■ **Material for this task**:

■ ■ ■ ■ ■

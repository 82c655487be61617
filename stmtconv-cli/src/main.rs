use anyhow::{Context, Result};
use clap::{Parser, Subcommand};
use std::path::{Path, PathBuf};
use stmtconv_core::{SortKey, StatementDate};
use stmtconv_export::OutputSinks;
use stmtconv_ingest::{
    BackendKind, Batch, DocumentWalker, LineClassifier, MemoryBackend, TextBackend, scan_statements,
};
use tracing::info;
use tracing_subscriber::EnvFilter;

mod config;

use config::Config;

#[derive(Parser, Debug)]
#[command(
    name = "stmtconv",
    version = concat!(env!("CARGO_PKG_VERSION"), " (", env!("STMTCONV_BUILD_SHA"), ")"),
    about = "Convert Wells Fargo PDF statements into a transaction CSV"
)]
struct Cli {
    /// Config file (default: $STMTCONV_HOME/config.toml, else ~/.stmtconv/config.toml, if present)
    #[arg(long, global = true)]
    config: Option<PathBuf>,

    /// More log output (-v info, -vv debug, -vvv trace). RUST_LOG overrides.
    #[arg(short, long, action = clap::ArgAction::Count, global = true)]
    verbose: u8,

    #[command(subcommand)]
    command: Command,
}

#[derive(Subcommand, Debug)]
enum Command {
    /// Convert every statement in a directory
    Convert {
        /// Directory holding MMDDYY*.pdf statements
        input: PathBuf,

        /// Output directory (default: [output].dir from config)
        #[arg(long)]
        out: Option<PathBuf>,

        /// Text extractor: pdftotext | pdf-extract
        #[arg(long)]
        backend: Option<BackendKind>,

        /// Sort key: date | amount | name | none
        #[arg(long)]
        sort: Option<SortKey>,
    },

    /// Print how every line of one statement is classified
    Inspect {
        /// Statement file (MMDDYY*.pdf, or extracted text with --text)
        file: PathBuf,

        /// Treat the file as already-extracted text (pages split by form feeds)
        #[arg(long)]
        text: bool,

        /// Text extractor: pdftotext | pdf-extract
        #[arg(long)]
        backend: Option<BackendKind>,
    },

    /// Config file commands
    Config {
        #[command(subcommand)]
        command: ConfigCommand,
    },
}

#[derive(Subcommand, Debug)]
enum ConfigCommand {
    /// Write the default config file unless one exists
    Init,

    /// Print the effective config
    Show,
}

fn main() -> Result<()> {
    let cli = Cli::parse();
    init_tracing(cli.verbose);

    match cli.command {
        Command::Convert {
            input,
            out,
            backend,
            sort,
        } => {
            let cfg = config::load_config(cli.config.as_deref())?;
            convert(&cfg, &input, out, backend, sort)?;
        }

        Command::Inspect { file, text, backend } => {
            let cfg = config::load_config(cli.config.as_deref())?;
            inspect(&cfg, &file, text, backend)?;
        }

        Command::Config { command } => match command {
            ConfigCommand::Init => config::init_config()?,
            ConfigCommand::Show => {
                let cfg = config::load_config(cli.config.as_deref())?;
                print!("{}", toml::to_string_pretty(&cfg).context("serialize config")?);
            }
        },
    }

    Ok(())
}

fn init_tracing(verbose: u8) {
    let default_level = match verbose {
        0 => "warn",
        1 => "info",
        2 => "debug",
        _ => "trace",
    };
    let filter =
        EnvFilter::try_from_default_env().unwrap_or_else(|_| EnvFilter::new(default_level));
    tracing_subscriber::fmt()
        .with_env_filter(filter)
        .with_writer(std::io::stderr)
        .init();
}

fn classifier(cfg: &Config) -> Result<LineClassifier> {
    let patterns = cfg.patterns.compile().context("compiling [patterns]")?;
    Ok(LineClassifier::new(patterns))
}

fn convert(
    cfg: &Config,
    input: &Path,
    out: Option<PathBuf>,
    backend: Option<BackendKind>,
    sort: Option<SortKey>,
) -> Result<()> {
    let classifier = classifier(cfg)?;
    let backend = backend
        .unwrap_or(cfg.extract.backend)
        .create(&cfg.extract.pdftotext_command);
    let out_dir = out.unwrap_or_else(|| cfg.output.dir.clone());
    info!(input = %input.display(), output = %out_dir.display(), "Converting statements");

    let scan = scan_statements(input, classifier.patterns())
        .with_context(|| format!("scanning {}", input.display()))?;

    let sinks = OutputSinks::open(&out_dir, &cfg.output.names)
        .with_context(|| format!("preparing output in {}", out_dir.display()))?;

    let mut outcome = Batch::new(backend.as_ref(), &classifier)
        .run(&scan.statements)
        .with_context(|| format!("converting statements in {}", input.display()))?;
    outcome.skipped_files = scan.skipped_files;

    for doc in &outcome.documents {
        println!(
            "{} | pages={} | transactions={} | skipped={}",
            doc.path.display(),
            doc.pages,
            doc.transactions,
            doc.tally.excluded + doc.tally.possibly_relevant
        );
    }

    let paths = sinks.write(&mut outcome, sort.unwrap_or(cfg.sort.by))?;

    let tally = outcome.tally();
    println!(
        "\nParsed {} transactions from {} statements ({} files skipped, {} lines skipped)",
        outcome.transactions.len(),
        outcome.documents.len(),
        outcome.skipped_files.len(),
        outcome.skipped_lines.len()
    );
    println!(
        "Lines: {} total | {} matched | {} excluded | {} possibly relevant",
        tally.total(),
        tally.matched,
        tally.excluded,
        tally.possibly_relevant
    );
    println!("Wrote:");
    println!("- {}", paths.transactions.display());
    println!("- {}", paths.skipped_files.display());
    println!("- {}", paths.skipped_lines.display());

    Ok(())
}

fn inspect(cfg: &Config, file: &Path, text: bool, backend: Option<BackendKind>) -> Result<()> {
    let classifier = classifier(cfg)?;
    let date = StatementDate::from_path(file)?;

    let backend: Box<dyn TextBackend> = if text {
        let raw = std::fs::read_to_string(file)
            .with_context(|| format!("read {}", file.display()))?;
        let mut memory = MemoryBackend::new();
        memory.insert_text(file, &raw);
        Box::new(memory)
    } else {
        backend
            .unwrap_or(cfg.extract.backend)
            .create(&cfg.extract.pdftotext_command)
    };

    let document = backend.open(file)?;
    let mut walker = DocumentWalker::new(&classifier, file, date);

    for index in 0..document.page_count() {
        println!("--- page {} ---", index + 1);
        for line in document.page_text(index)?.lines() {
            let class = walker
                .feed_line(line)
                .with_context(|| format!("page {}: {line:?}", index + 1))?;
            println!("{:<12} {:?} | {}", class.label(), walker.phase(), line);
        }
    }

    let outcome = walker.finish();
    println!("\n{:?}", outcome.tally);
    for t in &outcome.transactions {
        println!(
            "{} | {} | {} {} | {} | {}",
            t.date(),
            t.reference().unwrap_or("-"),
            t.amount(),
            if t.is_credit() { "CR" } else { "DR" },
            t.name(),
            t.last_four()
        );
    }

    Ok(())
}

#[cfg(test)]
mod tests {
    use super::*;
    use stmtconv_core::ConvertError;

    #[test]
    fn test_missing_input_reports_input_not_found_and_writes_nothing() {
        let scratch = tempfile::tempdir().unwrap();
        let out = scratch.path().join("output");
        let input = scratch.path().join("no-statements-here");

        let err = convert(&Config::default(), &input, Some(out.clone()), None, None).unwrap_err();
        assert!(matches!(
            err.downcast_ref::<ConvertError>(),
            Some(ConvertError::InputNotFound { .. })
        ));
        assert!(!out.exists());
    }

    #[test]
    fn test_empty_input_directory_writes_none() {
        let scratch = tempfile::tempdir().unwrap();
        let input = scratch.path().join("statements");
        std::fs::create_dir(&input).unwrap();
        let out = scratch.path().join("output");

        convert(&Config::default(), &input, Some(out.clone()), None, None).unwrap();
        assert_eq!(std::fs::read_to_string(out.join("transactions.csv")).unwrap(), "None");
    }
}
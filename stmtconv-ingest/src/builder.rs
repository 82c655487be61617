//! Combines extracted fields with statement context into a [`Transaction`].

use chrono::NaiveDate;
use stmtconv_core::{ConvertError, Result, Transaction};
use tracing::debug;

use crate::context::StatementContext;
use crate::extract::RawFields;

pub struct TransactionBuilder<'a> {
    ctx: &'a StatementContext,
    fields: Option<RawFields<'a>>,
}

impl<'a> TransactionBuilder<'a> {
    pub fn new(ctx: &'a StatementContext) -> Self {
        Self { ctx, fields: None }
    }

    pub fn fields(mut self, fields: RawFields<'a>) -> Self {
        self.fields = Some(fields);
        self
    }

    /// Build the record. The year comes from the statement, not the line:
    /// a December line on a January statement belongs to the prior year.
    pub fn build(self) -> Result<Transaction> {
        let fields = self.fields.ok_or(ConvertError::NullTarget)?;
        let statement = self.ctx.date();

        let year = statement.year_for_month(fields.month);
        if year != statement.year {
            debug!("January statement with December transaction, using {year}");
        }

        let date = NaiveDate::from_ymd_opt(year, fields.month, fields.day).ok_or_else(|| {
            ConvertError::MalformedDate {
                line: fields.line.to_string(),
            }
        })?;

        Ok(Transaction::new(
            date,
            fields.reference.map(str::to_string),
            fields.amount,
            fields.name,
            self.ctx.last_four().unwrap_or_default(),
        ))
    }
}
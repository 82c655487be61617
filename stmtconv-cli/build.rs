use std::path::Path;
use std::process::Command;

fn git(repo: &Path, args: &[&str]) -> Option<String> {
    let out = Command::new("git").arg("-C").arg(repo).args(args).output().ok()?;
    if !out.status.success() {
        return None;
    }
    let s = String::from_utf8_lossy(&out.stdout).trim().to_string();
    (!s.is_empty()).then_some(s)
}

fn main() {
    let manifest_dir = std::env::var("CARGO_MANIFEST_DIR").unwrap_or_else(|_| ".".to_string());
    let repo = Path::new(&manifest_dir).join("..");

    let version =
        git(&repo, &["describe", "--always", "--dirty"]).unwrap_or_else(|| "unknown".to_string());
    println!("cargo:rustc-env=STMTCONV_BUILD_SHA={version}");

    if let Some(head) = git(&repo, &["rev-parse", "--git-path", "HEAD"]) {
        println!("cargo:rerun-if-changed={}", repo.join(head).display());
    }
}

■ ■ ■ ■ ■

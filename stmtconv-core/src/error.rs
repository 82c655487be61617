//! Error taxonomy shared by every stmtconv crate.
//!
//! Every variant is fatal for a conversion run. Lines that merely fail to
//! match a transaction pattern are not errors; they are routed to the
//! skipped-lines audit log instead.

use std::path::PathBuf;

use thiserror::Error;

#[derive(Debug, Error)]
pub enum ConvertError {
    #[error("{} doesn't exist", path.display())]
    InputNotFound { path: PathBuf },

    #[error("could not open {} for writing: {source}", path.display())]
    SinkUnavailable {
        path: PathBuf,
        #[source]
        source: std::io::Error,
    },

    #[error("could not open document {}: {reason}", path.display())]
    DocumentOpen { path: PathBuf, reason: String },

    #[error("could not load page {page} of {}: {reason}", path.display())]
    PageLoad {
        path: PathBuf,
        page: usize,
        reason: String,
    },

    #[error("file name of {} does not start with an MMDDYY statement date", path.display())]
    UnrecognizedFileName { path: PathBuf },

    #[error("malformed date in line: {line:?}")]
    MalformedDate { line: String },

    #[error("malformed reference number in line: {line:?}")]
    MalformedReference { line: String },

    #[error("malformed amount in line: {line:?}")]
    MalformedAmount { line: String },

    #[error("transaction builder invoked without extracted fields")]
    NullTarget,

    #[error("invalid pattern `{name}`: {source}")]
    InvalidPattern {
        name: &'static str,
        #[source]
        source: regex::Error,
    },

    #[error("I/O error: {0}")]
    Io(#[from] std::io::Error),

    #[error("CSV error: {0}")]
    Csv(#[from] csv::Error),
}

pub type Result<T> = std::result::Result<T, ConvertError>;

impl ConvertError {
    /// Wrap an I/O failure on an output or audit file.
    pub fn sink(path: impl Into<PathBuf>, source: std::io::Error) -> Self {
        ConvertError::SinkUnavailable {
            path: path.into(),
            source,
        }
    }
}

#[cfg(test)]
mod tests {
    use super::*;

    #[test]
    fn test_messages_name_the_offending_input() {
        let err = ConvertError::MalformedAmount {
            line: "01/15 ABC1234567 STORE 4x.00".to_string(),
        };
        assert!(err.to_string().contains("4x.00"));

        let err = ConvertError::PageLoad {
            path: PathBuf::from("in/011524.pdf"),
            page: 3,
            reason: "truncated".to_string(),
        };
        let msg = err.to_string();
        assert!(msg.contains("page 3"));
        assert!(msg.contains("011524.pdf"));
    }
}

■ ■ ■ ■ ■

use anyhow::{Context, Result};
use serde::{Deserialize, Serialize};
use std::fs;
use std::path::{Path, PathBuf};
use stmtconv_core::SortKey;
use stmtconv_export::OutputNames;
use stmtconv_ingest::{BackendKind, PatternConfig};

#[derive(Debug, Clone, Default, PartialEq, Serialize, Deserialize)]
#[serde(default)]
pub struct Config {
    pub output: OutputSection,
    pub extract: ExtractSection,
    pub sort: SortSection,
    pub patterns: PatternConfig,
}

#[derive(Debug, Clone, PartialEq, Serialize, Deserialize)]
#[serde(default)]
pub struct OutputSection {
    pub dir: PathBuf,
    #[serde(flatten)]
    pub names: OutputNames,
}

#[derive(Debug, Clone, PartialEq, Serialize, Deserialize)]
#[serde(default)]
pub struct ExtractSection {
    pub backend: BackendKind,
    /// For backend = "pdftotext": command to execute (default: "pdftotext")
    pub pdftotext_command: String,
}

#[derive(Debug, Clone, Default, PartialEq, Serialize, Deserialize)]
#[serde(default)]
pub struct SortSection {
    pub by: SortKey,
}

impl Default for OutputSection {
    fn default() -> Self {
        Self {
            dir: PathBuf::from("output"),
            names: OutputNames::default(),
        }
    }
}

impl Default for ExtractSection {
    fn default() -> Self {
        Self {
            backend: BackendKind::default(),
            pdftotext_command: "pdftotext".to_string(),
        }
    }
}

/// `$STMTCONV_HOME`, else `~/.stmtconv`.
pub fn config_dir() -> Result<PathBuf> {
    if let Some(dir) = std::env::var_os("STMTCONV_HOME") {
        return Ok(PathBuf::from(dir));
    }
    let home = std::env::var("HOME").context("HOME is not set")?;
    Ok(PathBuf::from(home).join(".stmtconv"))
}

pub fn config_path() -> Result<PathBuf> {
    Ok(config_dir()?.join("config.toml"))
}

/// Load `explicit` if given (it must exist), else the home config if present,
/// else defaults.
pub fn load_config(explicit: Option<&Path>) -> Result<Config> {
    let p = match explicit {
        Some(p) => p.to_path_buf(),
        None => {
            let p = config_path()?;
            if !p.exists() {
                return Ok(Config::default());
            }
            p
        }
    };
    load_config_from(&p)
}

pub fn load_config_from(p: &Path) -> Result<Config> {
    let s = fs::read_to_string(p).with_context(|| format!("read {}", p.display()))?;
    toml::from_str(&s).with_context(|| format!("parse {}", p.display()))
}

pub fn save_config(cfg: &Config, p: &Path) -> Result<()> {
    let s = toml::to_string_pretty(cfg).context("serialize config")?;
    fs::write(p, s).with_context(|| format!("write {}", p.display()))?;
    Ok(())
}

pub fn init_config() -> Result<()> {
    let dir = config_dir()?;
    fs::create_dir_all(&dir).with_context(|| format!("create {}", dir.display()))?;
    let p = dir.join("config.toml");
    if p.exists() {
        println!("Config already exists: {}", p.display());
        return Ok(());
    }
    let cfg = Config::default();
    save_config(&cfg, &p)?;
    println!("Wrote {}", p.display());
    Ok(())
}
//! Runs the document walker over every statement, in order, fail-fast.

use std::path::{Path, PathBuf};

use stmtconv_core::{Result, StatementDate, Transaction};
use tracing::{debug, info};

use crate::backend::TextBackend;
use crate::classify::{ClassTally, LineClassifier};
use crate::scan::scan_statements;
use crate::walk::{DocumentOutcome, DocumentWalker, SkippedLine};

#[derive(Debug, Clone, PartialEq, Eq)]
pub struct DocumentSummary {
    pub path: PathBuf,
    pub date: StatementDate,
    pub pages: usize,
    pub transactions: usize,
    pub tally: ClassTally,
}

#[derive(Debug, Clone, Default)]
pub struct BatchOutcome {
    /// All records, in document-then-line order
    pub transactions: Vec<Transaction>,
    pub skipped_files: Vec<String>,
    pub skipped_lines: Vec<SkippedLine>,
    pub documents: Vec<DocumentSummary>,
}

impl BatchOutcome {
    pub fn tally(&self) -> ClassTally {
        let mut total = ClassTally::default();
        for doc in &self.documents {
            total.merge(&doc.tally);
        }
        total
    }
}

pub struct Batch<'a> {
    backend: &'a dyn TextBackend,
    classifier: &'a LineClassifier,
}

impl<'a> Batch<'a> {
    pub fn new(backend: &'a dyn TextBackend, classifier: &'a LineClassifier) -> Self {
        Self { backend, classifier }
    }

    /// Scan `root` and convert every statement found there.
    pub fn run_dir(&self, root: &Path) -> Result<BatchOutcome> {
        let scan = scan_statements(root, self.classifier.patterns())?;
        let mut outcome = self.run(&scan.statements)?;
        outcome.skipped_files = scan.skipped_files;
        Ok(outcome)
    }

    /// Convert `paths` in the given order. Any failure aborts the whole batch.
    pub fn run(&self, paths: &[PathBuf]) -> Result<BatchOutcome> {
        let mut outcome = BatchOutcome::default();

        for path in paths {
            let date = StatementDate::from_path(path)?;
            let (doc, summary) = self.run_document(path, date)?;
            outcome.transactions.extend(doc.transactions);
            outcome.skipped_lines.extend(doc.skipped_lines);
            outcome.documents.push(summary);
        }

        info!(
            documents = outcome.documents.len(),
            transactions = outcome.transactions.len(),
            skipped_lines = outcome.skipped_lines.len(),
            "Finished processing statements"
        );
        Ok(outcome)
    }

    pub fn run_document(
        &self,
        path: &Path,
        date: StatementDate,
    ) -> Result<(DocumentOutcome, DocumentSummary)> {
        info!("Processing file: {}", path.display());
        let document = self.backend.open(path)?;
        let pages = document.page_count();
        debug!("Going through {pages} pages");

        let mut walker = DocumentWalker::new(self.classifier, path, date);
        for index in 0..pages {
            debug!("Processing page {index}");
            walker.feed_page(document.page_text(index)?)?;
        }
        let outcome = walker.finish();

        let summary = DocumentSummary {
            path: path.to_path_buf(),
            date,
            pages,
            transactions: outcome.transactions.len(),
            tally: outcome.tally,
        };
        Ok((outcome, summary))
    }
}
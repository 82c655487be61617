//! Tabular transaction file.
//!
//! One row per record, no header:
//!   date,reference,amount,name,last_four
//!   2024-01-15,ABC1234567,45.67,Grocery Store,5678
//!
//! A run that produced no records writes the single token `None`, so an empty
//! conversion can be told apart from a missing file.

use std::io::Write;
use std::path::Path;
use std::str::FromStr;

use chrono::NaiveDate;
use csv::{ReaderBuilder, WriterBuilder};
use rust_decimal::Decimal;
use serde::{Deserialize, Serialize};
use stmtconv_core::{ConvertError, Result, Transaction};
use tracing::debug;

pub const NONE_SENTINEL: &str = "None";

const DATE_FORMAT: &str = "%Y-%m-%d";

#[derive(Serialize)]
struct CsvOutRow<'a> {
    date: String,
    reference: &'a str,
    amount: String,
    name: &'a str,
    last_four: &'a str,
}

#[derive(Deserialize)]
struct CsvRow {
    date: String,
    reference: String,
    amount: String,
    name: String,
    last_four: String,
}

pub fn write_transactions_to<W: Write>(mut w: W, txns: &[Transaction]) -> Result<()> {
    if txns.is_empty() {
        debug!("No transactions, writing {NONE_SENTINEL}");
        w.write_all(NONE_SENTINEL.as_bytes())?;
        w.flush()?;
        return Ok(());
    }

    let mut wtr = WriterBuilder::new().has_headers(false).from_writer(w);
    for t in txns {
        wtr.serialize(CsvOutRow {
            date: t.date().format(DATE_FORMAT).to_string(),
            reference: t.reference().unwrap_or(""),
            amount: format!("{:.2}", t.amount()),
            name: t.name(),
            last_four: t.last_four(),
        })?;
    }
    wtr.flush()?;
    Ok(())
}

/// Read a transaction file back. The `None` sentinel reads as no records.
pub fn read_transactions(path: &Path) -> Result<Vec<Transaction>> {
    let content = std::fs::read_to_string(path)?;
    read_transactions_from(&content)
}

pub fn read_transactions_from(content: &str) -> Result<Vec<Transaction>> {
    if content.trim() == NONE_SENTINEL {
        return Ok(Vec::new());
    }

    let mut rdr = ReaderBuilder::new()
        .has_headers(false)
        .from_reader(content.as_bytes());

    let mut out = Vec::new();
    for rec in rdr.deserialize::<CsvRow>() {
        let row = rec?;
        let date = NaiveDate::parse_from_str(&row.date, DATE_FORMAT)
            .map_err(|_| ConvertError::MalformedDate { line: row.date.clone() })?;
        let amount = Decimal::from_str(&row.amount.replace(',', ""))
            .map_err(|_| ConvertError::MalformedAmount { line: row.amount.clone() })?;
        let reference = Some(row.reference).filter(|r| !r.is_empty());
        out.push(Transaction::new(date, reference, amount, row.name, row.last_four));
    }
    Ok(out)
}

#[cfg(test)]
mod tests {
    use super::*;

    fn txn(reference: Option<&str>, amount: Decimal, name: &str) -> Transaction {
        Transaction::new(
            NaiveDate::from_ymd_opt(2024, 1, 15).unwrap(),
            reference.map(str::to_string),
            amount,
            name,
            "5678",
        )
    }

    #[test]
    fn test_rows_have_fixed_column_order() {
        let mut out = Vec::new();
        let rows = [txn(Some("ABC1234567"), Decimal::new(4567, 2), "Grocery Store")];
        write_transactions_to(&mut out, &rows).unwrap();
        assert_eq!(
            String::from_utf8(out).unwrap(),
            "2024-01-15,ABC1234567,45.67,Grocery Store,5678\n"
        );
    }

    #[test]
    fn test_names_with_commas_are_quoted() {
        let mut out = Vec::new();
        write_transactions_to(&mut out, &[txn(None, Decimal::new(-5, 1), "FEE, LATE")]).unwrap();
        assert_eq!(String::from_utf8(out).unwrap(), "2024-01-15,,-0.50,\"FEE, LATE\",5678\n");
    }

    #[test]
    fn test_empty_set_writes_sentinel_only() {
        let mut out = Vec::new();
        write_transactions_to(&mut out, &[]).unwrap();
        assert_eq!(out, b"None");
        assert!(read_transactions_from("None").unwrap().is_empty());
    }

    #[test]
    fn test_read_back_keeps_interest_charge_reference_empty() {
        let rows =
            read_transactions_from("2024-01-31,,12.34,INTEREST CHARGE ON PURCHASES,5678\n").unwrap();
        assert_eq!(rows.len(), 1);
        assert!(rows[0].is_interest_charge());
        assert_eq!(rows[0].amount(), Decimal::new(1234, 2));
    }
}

■ ■ ■ ■ ■

■ **Exercise prompt**: The answer is each line from the entries above in which the word "patterns" occurs.

■ **Exercise output**:
    let patterns = cfg.patterns.compile().context("compiling [patterns]")?;
    Ok(LineClassifier::new(patterns))
    let scan = scan_statements(input, classifier.patterns())
    pub patterns: PatternConfig,
        let scan = scan_statements(root, self.classifier.patterns())?;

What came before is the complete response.